Records for the task: Begin
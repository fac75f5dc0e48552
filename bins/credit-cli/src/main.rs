//! credit-cli — Batch credit scoring for lending-protocol transaction logs.
//!
//! Loads a JSON transaction log, aggregates it per wallet, fits (or loads) a
//! scoring model and writes a per-wallet score report.

use std::path::{Path, PathBuf};

use anyhow::{Context, Result};
use clap::{Args, Parser, Subcommand};
use credit_core::summary::TransactionSummary;
use credit_core::TransactionType;
use credit_model::ScoringModel;
use credit_pipeline::ingest::load_transactions;
use credit_pipeline::report::{assemble, write_report_file};
use credit_pipeline::{
    apply, fit, ConfigOverrides, Dataset, PipelineConfig, ReportFormat, ScoreSummary,
};
use tracing::info;

/// Credit Ledger command-line interface.
#[derive(Parser)]
#[command(name = "credit-cli")]
#[command(version, about = "Per-wallet credit scores from lending-protocol transaction logs")]
struct Cli {
    /// Log level (trace, debug, info, warn, error)
    #[arg(long, global = true, default_value = "info")]
    log_level: String,

    /// Log output format ("text" or "json")
    #[arg(long, global = true, default_value = "text")]
    log_format: String,

    #[command(subcommand)]
    command: Commands,
}

#[derive(Subcommand)]
enum Commands {
    /// Fit a model on a dataset and score the same dataset.
    Run(RunArgs),
    /// Fit a model, save it, and report on the training dataset.
    Train(TrainArgs),
    /// Score a dataset with a saved model.
    Score(ScoreArgs),
    /// Print a summary of a transaction log.
    Summary(SummaryArgs),
}

#[derive(Args)]
struct ConfigArgs {
    /// TOML configuration file.
    #[arg(short, long)]
    config: Option<PathBuf>,

    /// Number of trees in the ensemble.
    #[arg(long)]
    trees: Option<usize>,

    /// Maximum tree depth.
    #[arg(long)]
    max_depth: Option<usize>,

    /// Seed for the split and the ensemble.
    #[arg(long)]
    seed: Option<u64>,

    /// Report format (csv or jsonl).
    #[arg(long)]
    format: Option<ReportFormat>,
}

impl ConfigArgs {
    fn load(&self) -> Result<PipelineConfig> {
        let overrides = ConfigOverrides {
            trees: self.trees,
            max_depth: self.max_depth,
            seed: self.seed,
            format: self.format,
        };
        PipelineConfig::load(self.config.as_deref())
            .and_then(|c| c.apply(&overrides))
            .context("Invalid configuration")
    }
}

#[derive(Args)]
struct RunArgs {
    /// JSON transaction log.
    input: PathBuf,

    /// Report path.
    #[arg(short, long, default_value = "credit_scores.csv")]
    output: PathBuf,

    /// Also save the fitted model here.
    #[arg(short, long)]
    model: Option<PathBuf>,

    #[command(flatten)]
    config: ConfigArgs,
}

#[derive(Args)]
struct TrainArgs {
    /// JSON transaction log.
    input: PathBuf,

    /// Where to save the fitted model.
    #[arg(short, long)]
    model: PathBuf,

    /// Report path for the training dataset.
    #[arg(short, long, default_value = "credit_scores.csv")]
    output: PathBuf,

    #[command(flatten)]
    config: ConfigArgs,
}

#[derive(Args)]
struct ScoreArgs {
    /// JSON transaction log.
    input: PathBuf,

    /// Saved model to score with.
    #[arg(short, long)]
    model: PathBuf,

    /// Report path.
    #[arg(short, long, default_value = "credit_scores.csv")]
    output: PathBuf,

    /// TOML configuration file. Only the `[report]` table applies; model
    /// settings come from the saved model.
    #[arg(short, long)]
    config: Option<PathBuf>,

    /// Report format (csv or jsonl).
    #[arg(long)]
    format: Option<ReportFormat>,
}

#[derive(Args)]
struct SummaryArgs {
    /// JSON transaction log.
    input: PathBuf,
}

fn main() -> Result<()> {
    let cli = Cli::parse();
    init_logging(&cli.log_level, &cli.log_format);

    info!("Credit Ledger v{}", env!("CARGO_PKG_VERSION"));

    match cli.command {
        Commands::Run(args) => run(args),
        Commands::Train(args) => train(args),
        Commands::Score(args) => score(args),
        Commands::Summary(args) => summary(args),
    }
}

/// Fit and apply on one dataset.
fn run(args: RunArgs) -> Result<()> {
    let config = args.config.load()?;
    let dataset = load_dataset(&args.input)?;

    let (model, _) = fit(&dataset.features, &config.model).context("Failed to train model")?;
    if let Some(path) = &args.model {
        save_model(&model, path)?;
    }
    score_and_write(&model, &dataset, config.report.format, &args.output)
}

/// Fit, save, and report on the training data.
fn train(args: TrainArgs) -> Result<()> {
    let config = args.config.load()?;
    let dataset = load_dataset(&args.input)?;

    let (model, _) = fit(&dataset.features, &config.model).context("Failed to train model")?;
    save_model(&model, &args.model)?;
    score_and_write(&model, &dataset, config.report.format, &args.output)
}

/// Apply a saved model to a new dataset.
fn score(args: ScoreArgs) -> Result<()> {
    let overrides = ConfigOverrides {
        format: args.format,
        ..Default::default()
    };
    let config = PipelineConfig::load(args.config.as_deref())
        .and_then(|c| c.apply(&overrides))
        .context("Invalid configuration")?;
    let model = ScoringModel::load(&args.model)
        .with_context(|| format!("Failed to load model: {}", args.model.display()))?;
    let dataset = load_dataset(&args.input)?;
    score_and_write(&model, &dataset, config.report.format, &args.output)
}

fn summary(args: SummaryArgs) -> Result<()> {
    let s = summarize(&args.input)?;

    info!(
        total_transactions = s.total_transactions,
        unique_wallets = s.unique_wallets,
        first = ?s.first_timestamp,
        last = ?s.last_timestamp,
        "transaction summary"
    );
    for kind in TransactionType::ALL {
        info!(%kind, count = s.count(kind), "transaction type");
    }
    Ok(())
}

/// Summarise a log without aggregating it, so an empty log is not an error.
fn summarize(path: &Path) -> Result<TransactionSummary> {
    let (transactions, stats) = load_transactions(path)
        .with_context(|| format!("Failed to load transactions: {}", path.display()))?;
    info!(
        records = stats.records,
        kept = stats.kept,
        dropped = stats.dropped(),
        "transactions ready"
    );
    Ok(TransactionSummary::from_transactions(&transactions))
}

fn load_dataset(path: &Path) -> Result<Dataset> {
    let dataset = Dataset::load(path)
        .with_context(|| format!("Failed to load transactions: {}", path.display()))?;
    info!(
        records = dataset.stats.records,
        kept = dataset.stats.kept,
        dropped = dataset.stats.dropped(),
        wallets = dataset.features.len(),
        "dataset ready"
    );
    Ok(dataset)
}

fn save_model(model: &ScoringModel, path: &Path) -> Result<()> {
    if let Some(parent) = path.parent().filter(|p| !p.as_os_str().is_empty()) {
        std::fs::create_dir_all(parent)
            .with_context(|| format!("Failed to create directory: {}", parent.display()))?;
    }
    model
        .save(path)
        .with_context(|| format!("Failed to save model: {}", path.display()))
}

fn score_and_write(
    model: &ScoringModel,
    dataset: &Dataset,
    format: ReportFormat,
    output: &Path,
) -> Result<()> {
    let scores = apply(model, &dataset.features).context("Failed to score wallets")?;
    ScoreSummary::new(&dataset.features, &scores).log();

    let rows = assemble(&dataset.features, &scores)?;
    if let Some(parent) = output.parent().filter(|p| !p.as_os_str().is_empty()) {
        std::fs::create_dir_all(parent)
            .with_context(|| format!("Failed to create directory: {}", parent.display()))?;
    }
    write_report_file(&rows, format, output)
        .with_context(|| format!("Failed to write report: {}", output.display()))?;
    info!("credit scores generated for {} wallets", rows.len());
    Ok(())
}

/// Initialize tracing subscriber with the given log level and output format.
///
/// Pass `format = "json"` for structured JSON output. Any other value
/// defaults to human-readable text. `RUST_LOG` takes precedence over `level`.
fn init_logging(level: &str, format: &str) {
    use tracing_subscriber::filter::EnvFilter;
    use tracing_subscriber::fmt;
    use tracing_subscriber::prelude::*;

    let filter = EnvFilter::try_from_default_env().unwrap_or_else(|_| EnvFilter::new(level));

    if format == "json" {
        tracing_subscriber::registry()
            .with(filter)
            .with(fmt::layer().json())
            .init();
    } else {
        tracing_subscriber::registry()
            .with(filter)
            .with(fmt::layer().with_target(true).with_level(true))
            .init();
    }
}

#[cfg(test)]
mod tests {
    use super::*;
    use clap::CommandFactory;

    #[test]
    fn cli_definition_is_valid() {
        Cli::command().debug_assert();
    }

    #[test]
    fn run_defaults() {
        let cli = Cli::try_parse_from(["credit-cli", "run", "tx.json"]).unwrap();
        let Commands::Run(args) = cli.command else {
            panic!("expected run");
        };
        assert_eq!(args.output, PathBuf::from("credit_scores.csv"));
        assert!(args.model.is_none());
        assert!(args.config.trees.is_none());
        assert_eq!(cli.log_level, "info");
    }

    #[test]
    fn overrides_parse() {
        let cli = Cli::try_parse_from([
            "credit-cli",
            "run",
            "tx.json",
            "--trees",
            "7",
            "--format",
            "jsonl",
            "--log-format",
            "json",
        ])
        .unwrap();
        let Commands::Run(args) = cli.command else {
            panic!("expected run");
        };
        assert_eq!(args.config.trees, Some(7));
        assert_eq!(args.config.format, Some(ReportFormat::Jsonl));
        assert_eq!(cli.log_format, "json");
    }

    #[test]
    fn score_takes_report_options_only() {
        let cli = Cli::try_parse_from([
            "credit-cli", "score", "tx.json", "--model", "m.bin", "--format", "jsonl", "-c", "c.toml",
        ])
        .unwrap();
        let Commands::Score(args) = cli.command else {
            panic!("expected score");
        };
        assert_eq!(args.format, Some(ReportFormat::Jsonl));
        assert_eq!(args.config, Some(PathBuf::from("c.toml")));

        for flag in ["--trees", "--max-depth", "--seed"] {
            let res = Cli::try_parse_from(["credit-cli", "score", "tx.json", "--model", "m.bin", flag, "3"]);
            assert!(res.is_err(), "{flag} should be rejected");
        }
    }

    #[test]
    fn summary_accepts_empty_log() {
        let dir = tempfile::tempdir().unwrap();
        let path = dir.path().join("empty.json");
        std::fs::write(&path, "[]").unwrap();

        let s = summarize(&path).unwrap();
        assert_eq!(s.total_transactions, 0);
        assert_eq!(s.unique_wallets, 0);
        assert!(s.first_timestamp.is_none());
        assert!(summary(SummaryArgs { input: path }).is_ok());
    }

    #[test]
    fn train_requires_model_path() {
        assert!(Cli::try_parse_from(["credit-cli", "train", "tx.json"]).is_err());
    }
}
Records for the task: End
● What is required
Looking through the records, copy out every line in which the word "info" is found.

● Expected answer
use tracing::info;
    /// Log level (trace, debug, info, warn, error)
    #[arg(long, global = true, default_value = "info")]
    info!("Credit Ledger v{}", env!("CARGO_PKG_VERSION"));
    info!(
        info!(%kind, count = s.count(kind), "transaction type");
    info!(
    info!(
    info!("credit scores generated for {} wallets", rows.len());
        assert_eq!(cli.log_level, "info");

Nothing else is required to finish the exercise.